Whether the apocalyptic tale portends the future to be a hoary wasteland or a human trial bristling with possibility, a careful treatment of history marches in lockstep.  Walter M. Miller, Jr.’s A Canticle for Leibowitz is no exception.

canticle

canticle

In the aftermath of worldwide nuclear war, a populist wave surges across the globe that urges a cultural cleansing, a purge of all knowledge and disassemblage of machinery building up to the production of fissile uranium.  Six hundred years after the catastrophe, the monastic order of Leibowitz carefully preserves the few remaining shreds (literally) of first-wave human thought.

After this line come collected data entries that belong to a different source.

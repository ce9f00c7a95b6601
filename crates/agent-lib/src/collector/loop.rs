//! Per-app reporting loop
//!
//! Every admitted app gets its own `Reporter` task that ticks on its own
//! period: take a snapshot, turn counter growth into rates, hand the records
//! to the app's transport without waiting for the result, post the memory
//! reading to the governor, and promote the snapshot to the new baseline.
//! Cycles of one app never overlap. A stop request is observed between
//! cycles; an in-flight send finishes on its own.
//!
//! Send outcomes are counted by the detached send tasks and folded into the
//! transport health by the reporter itself at the start of the next cycle.

use super::{ProbeSession, StatCollector};
use crate::health::HealthRegistry;
use crate::models::{metric, AppMeta, MetricRecord, MetricValue, Rates, Snapshot, UsageReport, GAUGE};
use crate::observability::AgentMetrics;
use crate::rate::{self, RateEngine};
use crate::sync::MetricTransport;
use serde::Serialize;
use std::sync::atomic::{AtomicU32, Ordering};
use std::sync::Arc;
use std::time::Duration;
use tokio::sync::{mpsc, watch};
use tokio::task::JoinHandle;
use tokio::time::{interval_at, Instant, MissedTickBehavior};
use tokio_util::sync::CancellationToken;
use tracing::{debug, info, warn};

/// Configuration shared by all reporters
#[derive(Debug, Clone)]
pub struct ReporterConfig {
    /// Reporting period of every app (default: 10 seconds)
    pub step: Duration,
    /// Interface name prefix whose counters are rated
    pub vlan_prefix: String,
    /// Consecutive failed sends after which the app counts as undelivered
    pub delivery_failure_threshold: u32,
}

impl Default for ReporterConfig {
    fn default() -> Self {
        Self {
            step: Duration::from_secs(10),
            vlan_prefix: super::DEFAULT_VLAN_PREFIX.to_string(),
            delivery_failure_threshold: 3,
        }
    }
}

/// Where a reporter currently is in its cycle
#[derive(Debug, Clone, Copy, PartialEq, Eq, Serialize)]
#[serde(rename_all = "lowercase")]
pub enum ReporterState {
    Idle,
    Collecting,
    Rating,
    Sending,
    Terminated,
}

/// Collection state of one app, owned by its reporter task
pub struct Reporter {
    meta: Arc<AppMeta>,
    collector: Arc<StatCollector>,
    session: ProbeSession,
    transport: Arc<dyn MetricTransport>,
    engine: RateEngine,
    usage_tx: Option<mpsc::Sender<UsageReport>>,
    health: Option<HealthRegistry>,
    metrics: AgentMetrics,
    step: Duration,
    /// Consecutive failed sends, updated by the send tasks
    send_failures: Arc<AtomicU32>,
    failure_threshold: u32,
    /// Whether health currently lists this app as undelivered
    undelivered: bool,
    /// Working snapshot of the current cycle
    info: Snapshot,
    /// Last successful snapshot
    save: Snapshot,
    rate: Rates,
    last_success: Instant,
    last_timestamp: i64,
    state: watch::Sender<ReporterState>,
    token: CancellationToken,
}

impl Reporter {
    /// Create a reporter whose baseline is the snapshot taken at admission
    pub fn new(
        meta: Arc<AppMeta>,
        collector: Arc<StatCollector>,
        session: ProbeSession,
        baseline: Snapshot,
        transport: Arc<dyn MetricTransport>,
        config: &ReporterConfig,
    ) -> Self {
        let (state, _) = watch::channel(ReporterState::Idle);
        Self {
            meta,
            collector,
            session,
            transport,
            engine: RateEngine::new(config.vlan_prefix.clone()),
            usage_tx: None,
            health: None,
            metrics: AgentMetrics::new(),
            step: config.step,
            send_failures: Arc::new(AtomicU32::new(0)),
            failure_threshold: config.delivery_failure_threshold.max(1),
            undelivered: false,
            info: Snapshot::new(),
            save: baseline,
            rate: Rates::new(),
            last_success: Instant::now(),
            last_timestamp: chrono::Utc::now().timestamp(),
            state,
            token: CancellationToken::new(),
        }
    }

    /// Post memory readings to the eviction governor
    pub fn with_usage_sink(mut self, usage_tx: mpsc::Sender<UsageReport>) -> Self {
        self.usage_tx = Some(usage_tx);
        self
    }

    /// Report repeated delivery failures to the transport health component
    pub fn with_health(mut self, health: HealthRegistry) -> Self {
        self.health = Some(health);
        self
    }

    pub fn baseline(&self) -> &Snapshot {
        &self.save
    }

    pub fn rates(&self) -> &Rates {
        &self.rate
    }

    /// Start the reporter task
    pub fn spawn(self) -> ReporterHandle {
        let token = self.token.clone();
        let state = self.state.subscribe();
        let container_id = self.meta.container_id().to_string();
        let task = tokio::spawn(self.run());

        ReporterHandle {
            container_id,
            token,
            state,
            task,
        }
    }

    async fn run(mut self) {
        let token = self.token.clone();
        info!(
            container_id = %self.meta.identity.short_id(),
            step_secs = self.step.as_secs(),
            "Starting reporter"
        );

        let mut ticker = interval_at(Instant::now() + self.step, self.step);
        ticker.set_missed_tick_behavior(MissedTickBehavior::Delay);

        loop {
            tokio::select! {
                biased;
                _ = token.cancelled() => break,
                _ = ticker.tick() => {}
            }
            self.cycle().await;
        }

        self.transport.close().await;
        if self.undelivered {
            if let Some(health) = &self.health {
                health.set_undelivered(self.meta.container_id(), false).await;
            }
        }
        self.state.send_replace(ReporterState::Terminated);
        info!(
            container_id = %self.meta.identity.short_id(),
            "Reporter stopped"
        );
    }

    /// Run one collection cycle. Returns false if the snapshot failed and the
    /// cycle was skipped.
    pub async fn cycle(&mut self) -> bool {
        self.report_delivery().await;
        let container_id = self.meta.container_id();

        self.state.send_replace(ReporterState::Collecting);
        let started = Instant::now();
        let snapshot = match self.collector.collect(container_id, &mut self.session).await {
            Ok(snapshot) => snapshot,
            Err(e) => {
                self.metrics.inc_collection_errors();
                warn!(
                    container_id = %self.meta.identity.short_id(),
                    error = %e,
                    "Collection failed, skipping cycle"
                );
                self.state.send_replace(ReporterState::Idle);
                return false;
            }
        };
        self.metrics
            .observe_collection_latency(started.elapsed().as_secs_f64());
        self.info = snapshot;

        self.state.send_replace(ReporterState::Rating);
        let now = Instant::now();
        self.engine.apply(
            &self.save,
            &self.info,
            now.duration_since(self.last_success),
            &mut self.rate,
        );
        self.last_success = now;
        self.last_timestamp = chrono::Utc::now().timestamp();

        self.state.send_replace(ReporterState::Sending);
        self.send(self.records());
        self.post_usage();

        rate::promote(&mut self.save, &mut self.info);
        self.state.send_replace(ReporterState::Idle);
        true
    }

    /// Memory readings of the working snapshot plus every computed rate
    fn records(&self) -> Vec<MetricRecord> {
        let endpoint = self.meta.identity.endpoint();
        let tags = self.meta.tags();
        let step = self.step.as_secs() as i64;

        let record = |name: &str, value: MetricValue| MetricRecord {
            endpoint: endpoint.clone(),
            metric: name.to_string(),
            value,
            step,
            counter_type: GAUGE.to_string(),
            tags: tags.clone(),
            timestamp: self.last_timestamp,
        };

        let memory = self
            .info
            .iter()
            .filter(|(k, _)| k.starts_with(metric::MEM_PREFIX))
            .map(|(k, v)| record(k, MetricValue::Int(*v)));
        let rates = self
            .rate
            .iter()
            .map(|(k, v)| record(k, MetricValue::Float(*v)));

        memory.chain(rates).collect()
    }

    /// Publish a change in this app's delivery state to health
    async fn report_delivery(&mut self) {
        let undelivered = self.send_failures.load(Ordering::SeqCst) >= self.failure_threshold;
        if undelivered == self.undelivered {
            return;
        }
        self.undelivered = undelivered;

        if undelivered {
            warn!(
                container_id = %self.meta.identity.short_id(),
                failures = self.send_failures.load(Ordering::SeqCst),
                "Metrics repeatedly undelivered"
            );
        }
        if let Some(health) = &self.health {
            health
                .set_undelivered(self.meta.container_id(), undelivered)
                .await;
        }
    }

    fn send(&self, records: Vec<MetricRecord>) {
        if records.is_empty() {
            return;
        }

        let transport = self.transport.clone();
        let metrics = self.metrics.clone();
        let failures = self.send_failures.clone();
        let container_id = self.meta.identity.short_id().to_string();

        tokio::spawn(async move {
            let count = records.len();
            match transport.update(records).await {
                Ok(ack) => {
                    failures.store(0, Ordering::SeqCst);
                    metrics.add_records_sent(count as u64);
                    debug!(
                        container_id = %container_id,
                        sent = count,
                        accepted = ack.total,
                        invalid = ack.invalid,
                        "Metrics sent"
                    );
                }
                Err(e) => {
                    failures.fetch_add(1, Ordering::SeqCst);
                    metrics.inc_send_failures();
                    warn!(
                        container_id = %container_id,
                        records = count,
                        error = %e,
                        "Send metrics failed, batch dropped"
                    );
                }
            }
        });
    }

    fn post_usage(&self) {
        let Some(usage_tx) = &self.usage_tx else {
            return;
        };

        let report = UsageReport {
            container_id: self.meta.container_id().to_string(),
            memory_usage: self.info.get(metric::MEM_USAGE).copied().unwrap_or(0),
        };

        match usage_tx.try_send(report) {
            Ok(()) => {}
            Err(mpsc::error::TrySendError::Full(_)) => {
                warn!(
                    container_id = %self.meta.identity.short_id(),
                    "Governor channel full, usage report dropped"
                );
            }
            Err(mpsc::error::TrySendError::Closed(_)) => {
                debug!(
                    container_id = %self.meta.identity.short_id(),
                    "Governor stopped, usage report dropped"
                );
            }
        }
    }
}

/// Handle to a running reporter task
pub struct ReporterHandle {
    container_id: String,
    token: CancellationToken,
    state: watch::Receiver<ReporterState>,
    task: JoinHandle<()>,
}

impl ReporterHandle {
    pub fn container_id(&self) -> &str {
        &self.container_id
    }

    /// Ask the reporter to stop. Does not wait for it.
    pub fn stop(&self) {
        self.token.cancel();
    }

    pub fn is_stopping(&self) -> bool {
        self.token.is_cancelled()
    }

    pub fn state(&self) -> ReporterState {
        *self.state.borrow()
    }

    /// Follow state changes, including the final `Terminated`
    pub fn watch_state(&self) -> watch::Receiver<ReporterState> {
        self.state.clone()
    }

    /// Wait for the reporter task to exit
    pub async fn join(self) {
        if let Err(e) = self.task.await {
            warn!(
                container_id = %self.container_id,
                error = %e,
                "Reporter task failed"
            );
        }
    }
}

Chinua Achebe employs the rich oral history of the Igbo people in Things Fall Apart, Roberto Bolaño’s annals in 2666 are written in the fact-laden style of police reports and governmental memos, and similarly Miller portrays the monks as nearly the last bastion of knowledge and memory in a lawless land.  And as the critical faculty of humankind slowly returns, skeptical “natural philosophers” question the validity of a history remembered absolutely by a non-secular body.  The philosopher’s critical lens, necessary to his vocation assuredly, can not comprehend the virtuous duty and devotion inherent in monastic record keeping.  Skepticism catalyzes the pursuit of secular knowledge, and disregard for sacred motivation turns A Canticle for Leibowitz into a protracted examination of history repeating itself.

Structurally, A Canticle for Leibowitz suggest a few things about how we perceive history.  The three sections of the novel all take place approximately six hundred years apart from each other.  By locating certain events within a span of two millenia, we place an undue emphasis on arbitrary action rather than the complex array of circumstances, trial and errors that led up to it.  This attention to history, spotty and narrow, is another factor in the repetition of history.  Interestingly, secular knowledge jives quite well with narrow-history.  Points of data based on calendrical year, cause and effect, action-reaction-consequence, rather than intuition and moral accounting of history.  Also, each rise and fall of human civilization spans about 2000 years, as if scientific progress has, alongside primal human nature, a dreadful destiny.

Throughout the three sections, a few tireless actors remain: buzzards and Benjamin.  Satisfied in a cycle of consumption and reproduction, taking what is given, the scraggly avians thrive against the wear of time.  Benjamin, an old colorful hermit, seems to represent the entire legacy of the Jewish faith, and lives futily and perpetually, yet patiently.  Miller suggest two more scourges that will live eternally in spite of any fantastic curve of history, and those are Latin subjunctive verb conjugation and beguiling computer affliction.